High-profile court battles and survivors

Despite the rareness of a CJD diagnosis in Ireland, there have been a number of high-profile incidents involving the lethal condition in recent years.

From one of the longest survivors of the disease in history to court battles over the first human use of a highly controversial drug treatment, calls for a compensation system for those needlessly infected. to an infection person donating blood, CJD has grabbed the headlines whenever it has appeared.

Jonathan Simms confounded medical experts by living for 10 years with CJD, one of the longest known survival rates.

The Belfast man, who died in Mar 2011 aged 26, contracted variant CJD in May 2001, after initially being diagnosed with multiple sclerosis.

He and his family were initially told he could die within months. However, Mr Simms survived until Jan 2003, when he won a high-profile court battle for the right to use the experimental drug pentosan polysulphate.

It was the first time the medication had been used on a person.

In 2005, then health minister Mary Harney was embroiled in a major controversy after it emerged a man suspected to be infected with a form of CJD was allowed to donate blood.

Two people received blood from the man, who was being treated in a Dublin hospital at the time, one of whom subsequently died from an unrelated condition.

Ms Harney insisted the blood supply system was secure and that all safety checks had been followed.

In 2006, concerns were also raised by a county coroner over a potential “cluster” of CJD infections in the South Dublin/Wicklow area.

During the inquest into the death of Jason Moran, 24, from Shankill in Co Dublin, coroner Dr Kieran Geraghty said he was concerned about three incidents occurring in a five-mile radius of the Bray area.

At the time, then opposition TD Eamon Gilmore called for an inquiry into what happened, and for a compensation system to be potentially set up if there was proof the infections were preventable.

A number of other cases have also hit the headlines in recent years, including the death of a Cork-based father of two just months after Mr Simms passed away.

The 48-year-old long-haul truck driver from the north side of Cork City, whose identity has never been revealed, was originally from England but had been living in Ireland for more than a decade.

HSE figures show there have been 30 cases of CJD in Ireland in the past six years — an average of one every 10 weeks.

In addition, there have been four known cases of vCJD — a condition linked to BSE in cattle — since the disease was identified in 1996.

- Anyone worried about whether they may have contracted CJD at Beaumont is urged to contact the HSE’s dedicated helpline number on: 1800-302-602.

Condition triggers cause for concern

Q: Why is CJD back in the news?

A: On Thursday the HSE confirmed up to 20 people may have been infected with Creutzfeldt-Jakob Disease, more commonly known as CJD, due to potential surgical cross-infection. All of the patients were treated at Beaumont Hospital between Jun 1 and Jul 15.

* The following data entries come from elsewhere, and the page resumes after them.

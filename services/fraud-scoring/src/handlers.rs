use crate::metrics;
use actix_web::{web, HttpResponse};
use message_bus::NatsClient;
use serde::Serialize;
use std::sync::Arc;
use std::time::Instant;
use tracing::error;

/// Broker connectivity as seen by the health endpoint
pub trait ConnectionProbe: Send + Sync {
    fn is_connected(&self) -> bool;
}

impl ConnectionProbe for NatsClient {
    fn is_connected(&self) -> bool {
        NatsClient::is_connected(self)
    }
}

pub struct HealthState {
    probe: Arc<dyn ConnectionProbe>,
    started: Instant,
}

impl HealthState {
    pub fn new(probe: Arc<dyn ConnectionProbe>) -> Self {
        Self {
            probe,
            started: Instant::now(),
        }
    }
}

#[derive(Debug, Serialize)]
pub struct HealthResponse {
    pub status: &'static str,
    pub service: &'static str,
    pub version: &'static str,
    pub nats: &'static str,
    pub uptime_seconds: u64,
}

// ===== Health Check =====
pub async fn health_check(state: web::Data<HealthState>) -> HttpResponse {
    let connected = state.probe.is_connected();

    let body = HealthResponse {
        status: if connected { "healthy" } else { "degraded" },
        service: env!("CARGO_PKG_NAME"),
        version: env!("CARGO_PKG_VERSION"),
        nats: if connected { "connected" } else { "disconnected" },
        uptime_seconds: state.started.elapsed().as_secs(),
    };

    if connected {
        HttpResponse::Ok().json(body)
    } else {
        HttpResponse::ServiceUnavailable().json(body)
    }
}

// ===== Prometheus =====
pub async fn metrics_handler() -> HttpResponse {
    match metrics::metrics_text() {
        Ok(text) => HttpResponse::Ok()
            .content_type("text/plain; version=0.0.4")
            .body(text),
        Err(e) => {
            error!("Failed to export metrics: {}", e);
            HttpResponse::InternalServerError().finish()
        }
    }
}

pub fn configure_routes(cfg: &mut web::ServiceConfig) {
    cfg.route("/health", web::get().to(health_check))
        .route("/metrics", web::get().to(metrics_handler));
}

They were contacted by the HSE yesterday and are currently being tested for the lethal disease.

The risk of infection is because a patient who attended Beaumont at the start of June was subsequently diagnosed with CJD. This patient may have been treated with the same medical equipment the 20 other patients where in contact with, meaning they could have accidentally been infected by the extremely dangerous illness.

Q: How many people are affected?

A: The HSE has yet to clarify the exact number. However, an initial statement from officials said the figure is between 10 and 20.

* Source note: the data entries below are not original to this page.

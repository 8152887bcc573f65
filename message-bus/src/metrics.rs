//! Bus-level Prometheus metrics, labelled by NATS subject

use lazy_static::lazy_static;
use prometheus::{
    register_histogram_vec, register_int_counter_vec, HistogramVec, IntCounterVec,
};
use std::time::Duration;

const LATENCY_BUCKETS: &[f64] = &[0.001, 0.005, 0.01, 0.05, 0.1, 0.25, 0.5, 1.0, 2.5, 10.0];

lazy_static! {
    pub static ref PUBLISH_TOTAL: IntCounterVec = register_int_counter_vec!(
        "message_bus_publish_total",
        "Events published, by subject and outcome",
        &["subject", "status"]
    )
    .expect("metric can be created");

    pub static ref PUBLISH_DURATION: HistogramVec = register_histogram_vec!(
        "message_bus_publish_duration_seconds",
        "Publish latency including retries",
        &["subject"],
        LATENCY_BUCKETS.to_vec()
    )
    .expect("metric can be created");

    /// Received messages, by the disposition they were settled with
    pub static ref RECEIVE_TOTAL: IntCounterVec = register_int_counter_vec!(
        "message_bus_receive_total",
        "Messages received, by subject and settlement",
        &["subject", "status"]
    )
    .expect("metric can be created");

    pub static ref PROCESS_DURATION: HistogramVec = register_histogram_vec!(
        "message_bus_process_duration_seconds",
        "Handler time per message",
        &["subject"],
        LATENCY_BUCKETS.to_vec()
    )
    .expect("metric can be created");
}

pub(crate) fn record_publish(subject: &str, ok: bool, elapsed: Duration) {
    PUBLISH_DURATION
        .with_label_values(&[subject])
        .observe(elapsed.as_secs_f64());
    PUBLISH_TOTAL
        .with_label_values(&[subject, if ok { "success" } else { "error" }])
        .inc();
}

pub(crate) fn record_receive(subject: &str, status: &str, elapsed: Duration) {
    PROCESS_DURATION
        .with_label_values(&[subject])
        .observe(elapsed.as_secs_f64());
    RECEIVE_TOTAL.with_label_values(&[subject, status]).inc();
}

Q: If doctors cleaned the equipment, why is there a problem?

A: Normal equipment cleaning is insufficient to remove any CJD danger.

Under national and international rules, any equipment used on the brain of someone with the condition must be thoroughly sterilised as part of a “deep clean” or be destroyed.

The difficulty for Beaumont and the HSE is that they appear not to have been aware the initial patient was suffering from CJD for up to two months after the individual was treated — meaning other patients received care before this “deep clean” process took place.

Q: What is likely to happen to those affected?

A: It is still unclear how many, if any, of the 20 potential victims have in fact contracted CJD. However, CJD is a lethal condition for which there is no cure.

The lethal degenerative neurological disorder acts by effectively causing holes in brain tissue. This occurs when the protein at the centre of the condition, prion, develops in a way that causes it to fold in on itself. The main symptoms of the condition are dementia, memory loss and hallucinations.

This is generally followed by speech problems, co-ordination and seizures. Early dementia symptoms, coma, and ultimately death can quickly follow.